*PROBLEM*
Show all the lines in the data below that include the word "VersionSupervisor".

*DATA EXTRACTS*
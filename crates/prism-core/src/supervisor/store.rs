//! Persisted backend version.

use serde::{Deserialize, Serialize};
use std::path::{Path, PathBuf};

/// Version used whenever nothing valid is stored.
pub const DEFAULT_BACKEND_VERSION: &str = "1.0.0";

#[derive(Serialize, Deserialize)]
struct StoredVersion {
    version: String,
}

/// `{"version": "..."}` file in the per-user data directory.
///
/// Last write wins; concurrent writers are not coordinated.
#[derive(Debug, Clone)]
pub struct VersionStore {
    path: PathBuf,
}

impl VersionStore {
    pub fn new(path: impl Into<PathBuf>) -> Self {
        Self { path: path.into() }
    }

    pub fn path(&self) -> &Path {
        &self.path
    }

    /// Stored version, or [`DEFAULT_BACKEND_VERSION`] on any failure.
    pub async fn load(&self) -> String {
        let content = match tokio::fs::read_to_string(&self.path).await {
            Ok(content) => content,
            Err(e) => {
                tracing::debug!("No stored backend version at {}: {e}", self.path.display());
                return DEFAULT_BACKEND_VERSION.to_string();
            }
        };
        match serde_json::from_str::<StoredVersion>(&content) {
            Ok(stored) if !stored.version.trim().is_empty() => stored.version,
            Ok(_) => DEFAULT_BACKEND_VERSION.to_string(),
            Err(e) => {
                tracing::warn!(
                    "Ignoring unreadable backend config at {}: {e}",
                    self.path.display()
                );
                DEFAULT_BACKEND_VERSION.to_string()
            }
        }
    }

    /// Overwrite the stored version, creating the directory if absent.
    pub async fn save(&self, version: &str) -> std::io::Result<()> {
        if let Some(parent) = self.path.parent() {
            tokio::fs::create_dir_all(parent).await?;
        }
        let body = serde_json::to_string(&StoredVersion {
            version: version.to_string(),
        })?;
        tokio::fs::write(&self.path, body).await
    }
}

#[cfg(test)]
mod tests {
    use super::*;

    #[tokio::test]
    async fn test_missing_file_yields_default() {
        let dir = tempfile::tempdir().unwrap();
        let store = VersionStore::new(dir.path().join("backend-config.json"));
        assert_eq!(store.load().await, DEFAULT_BACKEND_VERSION);
    }

    #[tokio::test]
    async fn test_corrupt_file_yields_default() {
        let dir = tempfile::tempdir().unwrap();
        let path = dir.path().join("backend-config.json");
        std::fs::write(&path, "{not json").unwrap();
        assert_eq!(VersionStore::new(&path).load().await, DEFAULT_BACKEND_VERSION);

        std::fs::write(&path, r#"{"version":""}"#).unwrap();
        assert_eq!(VersionStore::new(&path).load().await, DEFAULT_BACKEND_VERSION);
    }

    #[tokio::test]
    async fn test_save_creates_directory_and_round_trips() {
        let dir = tempfile::tempdir().unwrap();
        let path = dir.path().join("nested").join("app").join("backend-config.json");
        let store = VersionStore::new(&path);

        store.save("2.0.0").await.unwrap();
        assert_eq!(
            std::fs::read_to_string(&path).unwrap(),
            r#"{"version":"2.0.0"}"#
        );
        assert_eq!(store.load().await, "2.0.0");

        store.save("2.1.0").await.unwrap();
        assert_eq!(store.load().await, "2.1.0");
    }
}
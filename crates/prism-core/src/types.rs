//! Request and response types exchanged with the transformation backend.

use base64::Engine;
use serde::{Deserialize, Serialize};
use std::path::Path;

/// Declarative transformation request sent alongside the image.
///
/// Serializes to the JSON the backend expects in the `transformations`
/// multipart field.
#[derive(Debug, Clone, PartialEq, Serialize, Deserialize)]
pub struct TransformationSpecs {
    pub color: ColorAdjustment,
    pub resize: Resize,
    #[serde(default, skip_serializing_if = "Option::is_none")]
    pub grayscale: Option<bool>,
    #[serde(default, skip_serializing_if = "Option::is_none")]
    pub crop: Option<Crop>,
}

impl TransformationSpecs {
    /// Specs that only resize, leaving color untouched.
    pub fn resize_only(width: u32, height: u32) -> Self {
        Self {
            color: ColorAdjustment::default(),
            resize: Resize { width, height },
            grayscale: None,
            crop: None,
        }
    }

    /// The crop shape the backend will apply, if cropping is enabled.
    pub fn active_crop_shape(&self) -> Option<CropShape> {
        self.crop.as_ref().filter(|c| c.enabled).map(|c| c.shape)
    }
}

/// Hue rotation in degrees and saturation multiplier.
#[derive(Debug, Clone, Copy, PartialEq, Serialize, Deserialize)]
pub struct ColorAdjustment {
    pub hue: f64,
    pub saturation: f64,
}

impl Default for ColorAdjustment {
    fn default() -> Self {
        Self {
            hue: 0.0,
            saturation: 1.0,
        }
    }
}

/// Target output dimensions in pixels.
#[derive(Debug, Clone, Copy, PartialEq, Serialize, Deserialize)]
pub struct Resize {
    pub width: u32,
    pub height: u32,
}

/// Crop settings. When enabled the backend ignores `resize`.
#[derive(Debug, Clone, Copy, PartialEq, Serialize, Deserialize)]
pub struct Crop {
    pub enabled: bool,
    pub shape: CropShape,
    pub width: u32,
    pub height: u32,
}

#[derive(Debug, Clone, Copy, PartialEq, Eq, Hash, Serialize, Deserialize)]
#[serde(rename_all = "lowercase")]
pub enum CropShape {
    Rectangle,
    Square,
    Circle,
    Ellipse,
}

impl CropShape {
    pub const ALL: [CropShape; 4] = [
        CropShape::Rectangle,
        CropShape::Square,
        CropShape::Circle,
        CropShape::Ellipse,
    ];

    pub fn as_str(&self) -> &'static str {
        match self {
            CropShape::Rectangle => "rectangle",
            CropShape::Square => "square",
            CropShape::Circle => "circle",
            CropShape::Ellipse => "ellipse",
        }
    }

    /// Parse a shape name; `None` for anything outside the fixed set.
    pub fn parse(name: &str) -> Option<Self> {
        Self::ALL.into_iter().find(|s| s.as_str() == name)
    }
}

impl std::fmt::Display for CropShape {
    fn fmt(&self, f: &mut std::fmt::Formatter<'_>) -> std::fmt::Result {
        f.write_str(self.as_str())
    }
}

/// An image file ready to upload.
#[derive(Debug, Clone)]
pub struct ImageFile {
    /// File name sent in the multipart part
    pub name: String,
    /// MIME type (e.g., "image/png")
    pub mime: String,
    /// Raw file bytes
    pub bytes: Vec<u8>,
}

impl ImageFile {
    pub fn new(name: impl Into<String>, mime: impl Into<String>, bytes: Vec<u8>) -> Self {
        Self {
            name: name.into(),
            mime: mime.into(),
            bytes,
        }
    }

    /// Read a file from disk, deriving its MIME type from the extension.
    pub async fn from_path(path: &Path) -> std::io::Result<Self> {
        let bytes = tokio::fs::read(path).await?;
        let name = path
            .file_name()
            .map(|n| n.to_string_lossy().into_owned())
            .unwrap_or_else(|| "image".to_string());
        let extension = path
            .extension()
            .map(|e| e.to_string_lossy().to_lowercase())
            .unwrap_or_default();
        Ok(Self {
            name,
            mime: mime_for_extension(&extension),
            bytes,
        })
    }

    pub fn size(&self) -> u64 {
        self.bytes.len() as u64
    }
}

/// Map a file extension to a MIME type.
///
/// Unknown extensions map to `application/octet-stream`, which the validator
/// rejects.
pub fn mime_for_extension(extension: &str) -> String {
    match extension {
        "png" => "image/png",
        "jpg" | "jpeg" => "image/jpeg",
        "webp" => "image/webp",
        "gif" => "image/gif",
        _ => "application/octet-stream",
    }
    .to_string()
}

/// The transformed image returned by the backend.
#[derive(Debug, Clone, PartialEq, Serialize, Deserialize)]
#[serde(rename_all = "camelCase")]
pub struct TransformationResult {
    /// Base64-encoded image bytes
    pub image: String,
    /// Format tag, e.g. "png"
    pub format: String,
    /// Echo of the crop shape that was requested, if any
    #[serde(default, skip_serializing_if = "Option::is_none")]
    pub crop_shape: Option<CropShape>,
}

impl TransformationResult {
    /// Decode the base64 payload into raw image bytes.
    pub fn decode_image(&self) -> Result<Vec<u8>, base64::DecodeError> {
        base64::engine::general_purpose::STANDARD.decode(self.image.as_bytes())
    }
}

/// Binary connectivity status plus a diagnostic message.
#[derive(Debug, Clone, PartialEq, Eq, Serialize)]
pub struct HealthStatus {
    pub online: bool,
    pub message: String,
}

impl HealthStatus {
    pub fn online() -> Self {
        Self {
            online: true,
            message: "Backend is online".to_string(),
        }
    }

    pub fn offline(message: impl Into<String>) -> Self {
        Self {
            online: false,
            message: message.into(),
        }
    }
}
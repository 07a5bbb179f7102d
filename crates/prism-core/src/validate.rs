//! Input validation before any network call.
//!
//! Checks run in a fixed order and stop at the first violation:
//! file type and size, then hue, saturation, grayscale, crop, resize.

use serde::Deserialize;
use serde_json::Value;

use crate::config::LimitsConfig;
use crate::error::ValidationError;
use crate::types::{ColorAdjustment, Crop, CropShape, ImageFile, Resize, TransformationSpecs};

/// Largest accepted width or height, in pixels.
pub const MAX_DIMENSION: i64 = 10_000;

/// MIME types the backend accepts.
pub const SUPPORTED_MIME_TYPES: [&str; 5] = [
    "image/png",
    "image/jpeg",
    "image/jpg",
    "image/webp",
    "image/gif",
];

const BYTES_PER_MB: u64 = 1024 * 1024;

/// Validates uploads and their transformation specs.
#[derive(Debug, Clone)]
pub struct Validator {
    limits: LimitsConfig,
}

impl Validator {
    /// Create a new validator with the given limits.
    pub fn new(limits: LimitsConfig) -> Self {
        Self { limits }
    }

    /// Validate the file, then the specs.
    pub fn validate(
        &self,
        file: &ImageFile,
        specs: &TransformationSpecs,
    ) -> Result<(), ValidationError> {
        self.validate_file(file)?;
        validate_specs(specs)
    }

    /// Check MIME type and size limit.
    pub fn validate_file(&self, file: &ImageFile) -> Result<(), ValidationError> {
        if !SUPPORTED_MIME_TYPES.contains(&file.mime.as_str()) {
            return Err(ValidationError::UnsupportedFormat {
                mime: file.mime.clone(),
            });
        }

        let max_bytes = self.limits.max_file_size_mb.saturating_mul(BYTES_PER_MB);
        if file.size() > max_bytes {
            return Err(ValidationError::FileTooLarge {
                size_mb: file.size() as f64 / BYTES_PER_MB as f64,
                max_mb: self.limits.max_file_size_mb,
            });
        }

        Ok(())
    }
}

/// Validate strongly-typed specs.
///
/// The grayscale type check cannot fail here; it only applies to
/// [`validate_value`].
pub fn validate_specs(specs: &TransformationSpecs) -> Result<(), ValidationError> {
    check_color(specs.color.hue, specs.color.saturation)?;
    if let Some(crop) = specs.crop.as_ref().filter(|c| c.enabled) {
        check_crop(crop.width.into(), crop.height.into())?;
    }
    check_resize(specs.resize.width.into(), specs.resize.height.into())
}

/// Loosely typed specs from callers that bypass the typed API.
#[derive(Deserialize)]
struct RawSpecs {
    color: RawColor,
    resize: RawDimensions,
    #[serde(default)]
    grayscale: Option<Value>,
    #[serde(default)]
    crop: Option<RawCrop>,
}

#[derive(Deserialize)]
struct RawColor {
    hue: f64,
    saturation: f64,
}

#[derive(Deserialize)]
struct RawDimensions {
    width: i64,
    height: i64,
}

/// Shape and size are only required once the crop is enabled.
#[derive(Deserialize)]
struct RawCrop {
    #[serde(default)]
    enabled: bool,
    #[serde(default)]
    shape: Option<String>,
    #[serde(default)]
    width: Option<i64>,
    #[serde(default)]
    height: Option<i64>,
}

fn required<T>(field: Option<T>, name: &str) -> Result<T, ValidationError> {
    field.ok_or_else(|| ValidationError::Malformed(format!("enabled crop is missing `{name}`")))
}

/// Validate untyped JSON specs (CLI files, scripts) and convert them.
///
/// Runs the same ordered checks as [`validate_specs`], plus the grayscale
/// type check and the crop shape membership check.
pub fn validate_value(value: &Value) -> Result<TransformationSpecs, ValidationError> {
    let raw: RawSpecs = serde_json::from_value(value.clone())
        .map_err(|e| ValidationError::Malformed(e.to_string()))?;

    check_color(raw.color.hue, raw.color.saturation)?;

    let grayscale = match raw.grayscale {
        None | Some(Value::Null) => None,
        Some(Value::Bool(b)) => Some(b),
        Some(other) => return Err(ValidationError::Grayscale(other.to_string())),
    };

    let crop = match raw.crop {
        Some(crop) if crop.enabled => {
            let name = required(crop.shape, "shape")?;
            let shape =
                CropShape::parse(&name).ok_or_else(|| ValidationError::CropShape(name.clone()))?;
            let width = required(crop.width, "width")?;
            let height = required(crop.height, "height")?;
            check_crop(width, height)?;
            Some(Crop {
                enabled: true,
                shape,
                width: width as u32,
                height: height as u32,
            })
        }
        // A disabled crop has no effect; keep it only if it converts cleanly.
        Some(crop) => crop.shape.as_deref().and_then(CropShape::parse).and_then(|shape| {
            Some(Crop {
                enabled: false,
                shape,
                width: u32::try_from(crop.width?).ok()?,
                height: u32::try_from(crop.height?).ok()?,
            })
        }),
        None => None,
    };

    check_resize(raw.resize.width, raw.resize.height)?;

    Ok(TransformationSpecs {
        color: ColorAdjustment {
            hue: raw.color.hue,
            saturation: raw.color.saturation,
        },
        resize: Resize {
            width: raw.resize.width as u32,
            height: raw.resize.height as u32,
        },
        grayscale,
        crop,
    })
}

fn check_color(hue: f64, saturation: f64) -> Result<(), ValidationError> {
    if !(-180.0..=180.0).contains(&hue) {
        return Err(ValidationError::Hue(hue));
    }
    if !(0.0..=3.0).contains(&saturation) {
        return Err(ValidationError::Saturation(saturation));
    }
    Ok(())
}

fn check_crop(width: i64, height: i64) -> Result<(), ValidationError> {
    if width <= 0 || height <= 0 {
        return Err(ValidationError::CropNotPositive { width, height });
    }
    if width > MAX_DIMENSION || height > MAX_DIMENSION {
        return Err(ValidationError::CropTooLarge {
            width,
            height,
            max: MAX_DIMENSION,
        });
    }
    Ok(())
}

fn check_resize(width: i64, height: i64) -> Result<(), ValidationError> {
    if width <= 0 || height <= 0 {
        return Err(ValidationError::ResizeNotPositive { width, height });
    }
    if width > MAX_DIMENSION || height > MAX_DIMENSION {
        return Err(ValidationError::ResizeTooLarge {
            width,
            height,
            max: MAX_DIMENSION,
        });
    }
    Ok(())
}
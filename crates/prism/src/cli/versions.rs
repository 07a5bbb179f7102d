//! The `prism versions` command for bundled backend versions.

use clap::{Args, Subcommand};
use console::Style;
use prism_core::{Config, SetVersionOutcome, VersionSupervisor};

/// Arguments for the `versions` command.
#[derive(Args, Debug)]
pub struct VersionsArgs {
    #[command(subcommand)]
    pub command: VersionsCommand,
}

#[derive(Subcommand, Debug)]
pub enum VersionsCommand {
    /// List versions from the bundled manifest
    List {
        /// Print the manifest as JSON
        #[arg(long)]
        json: bool,
    },

    /// Show the persisted version
    Current,

    /// Persist the version `prism supervise` launches next
    Set {
        version: String,
    },
}

/// Execute the versions command.
pub async fn execute(args: VersionsArgs, config: &Config) -> anyhow::Result<()> {
    // One-shot commands never own a backend process.
    let mut config = config.clone();
    config.supervisor.packaged = false;
    let supervisor = VersionSupervisor::from_config(&config);

    match args.command {
        VersionsCommand::List { json } => {
            let manifest = supervisor.versions_manifest().await;
            if json {
                println!("{}", serde_json::to_string_pretty(&manifest)?);
                return Ok(());
            }
            let current = supervisor.stored_version().await;
            let dim = Style::new().dim();
            for version in &manifest.available {
                let marker = if *version == current { "*" } else { " " };
                let mut tags = Vec::new();
                if *version == manifest.latest {
                    tags.push("latest");
                }
                if *version == manifest.default {
                    tags.push("default");
                }
                if tags.is_empty() {
                    println!("{marker} {version}");
                } else {
                    let tags = format!("({})", tags.join(", "));
                    println!("{marker} {version} {}", dim.apply_to(tags));
                }
            }
            tracing::debug!("Manifest read from {}", supervisor.manifest_path().display());
        }

        VersionsCommand::Current => {
            println!("{}", supervisor.stored_version().await);
        }

        VersionsCommand::Set { version } => {
            let outcome = supervisor.set_version(&version).await;
            if !outcome.success {
                anyhow::bail!(outcome
                    .message
                    .unwrap_or_else(|| "Failed to save backend version".to_string()));
            }
            println!("{}", describe_set(&version, &outcome));
        }
    }

    Ok(())
}

/// What `versions set` did, including whether a backend was restarted.
fn describe_set(version: &str, outcome: &SetVersionOutcome) -> String {
    if outcome.backend_started {
        return format!("Backend version set to {version}; the backend was restarted on it");
    }
    let mut message = format!(
        "Backend version set to {version}. No backend was restarted; \
         `prism supervise` launches it next."
    );
    if let Some(reason) = &outcome.message {
        message.push_str(&format!("\n  {reason}"));
    }
    message
}

#[cfg(test)]
mod tests {
    use super::*;

    #[test]
    fn test_describe_set_reports_restart() {
        let restarted = SetVersionOutcome {
            success: true,
            backend_started: true,
            message: None,
        };
        assert_eq!(
            describe_set("2.0.0", &restarted),
            "Backend version set to 2.0.0; the backend was restarted on it"
        );

        let saved_only = SetVersionOutcome {
            success: true,
            backend_started: false,
            message: None,
        };
        let text = describe_set("2.0.0", &saved_only);
        assert!(text.starts_with("Backend version set to 2.0.0."));
        assert!(text.contains("No backend was restarted"));

        let failed_start = SetVersionOutcome {
            success: true,
            backend_started: false,
            message: Some("Backend 2.0.0 exited during startup (exit status: 3)".to_string()),
        };
        assert!(describe_set("2.0.0", &failed_start).ends_with("(exit status: 3)"));
    }
}
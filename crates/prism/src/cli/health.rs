//! The `prism health` command.

use clap::Args;
use console::Style;
use prism_core::{Config, ConnectionState, HealthCheck, Prism};

/// Arguments for the `health` command.
#[derive(Args, Debug)]
pub struct HealthArgs {
    /// Keep polling until Ctrl+C, printing every change
    #[arg(short, long)]
    pub watch: bool,
}

/// Execute the health command.
pub async fn execute(args: HealthArgs, config: Config) -> anyhow::Result<()> {
    let mut prism = Prism::new(config);
    let url = prism.registry().active_url().await;
    let dim = Style::new().dim();
    println!("{}", dim.apply_to(format!("Backend: {url}")));

    if !args.watch {
        let status = prism.health().check_health().await;
        println!("{}", super::format_health(&status));
        if !status.online {
            anyhow::bail!("Backend is offline");
        }
        let version = prism.health().backend_version().await;
        println!("  version: {version}");
        return Ok(());
    }

    let mut updates = prism.start_polling().subscribe();
    let mut last_printed: Option<ConnectionState> = None;
    loop {
        tokio::select! {
            _ = tokio::signal::ctrl_c() => break,
            changed = updates.changed() => {
                if changed.is_err() {
                    break;
                }
                let state = updates.borrow_and_update().clone();
                if state.checked && last_printed.as_ref() != Some(&state) {
                    print_state(&state);
                    last_printed = Some(state);
                }
            }
        }
    }

    prism.stop_polling();
    Ok(())
}

fn print_state(state: &ConnectionState) {
    match &state.version {
        Some(version) => println!("{}  (version {version})", super::format_health(&state.status)),
        None => println!("{}", super::format_health(&state.status)),
    }
}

*SOLVED PROBLEM*
use prism_core::{Config, SetVersionOutcome, VersionSupervisor};
    let supervisor = VersionSupervisor::from_config(&config);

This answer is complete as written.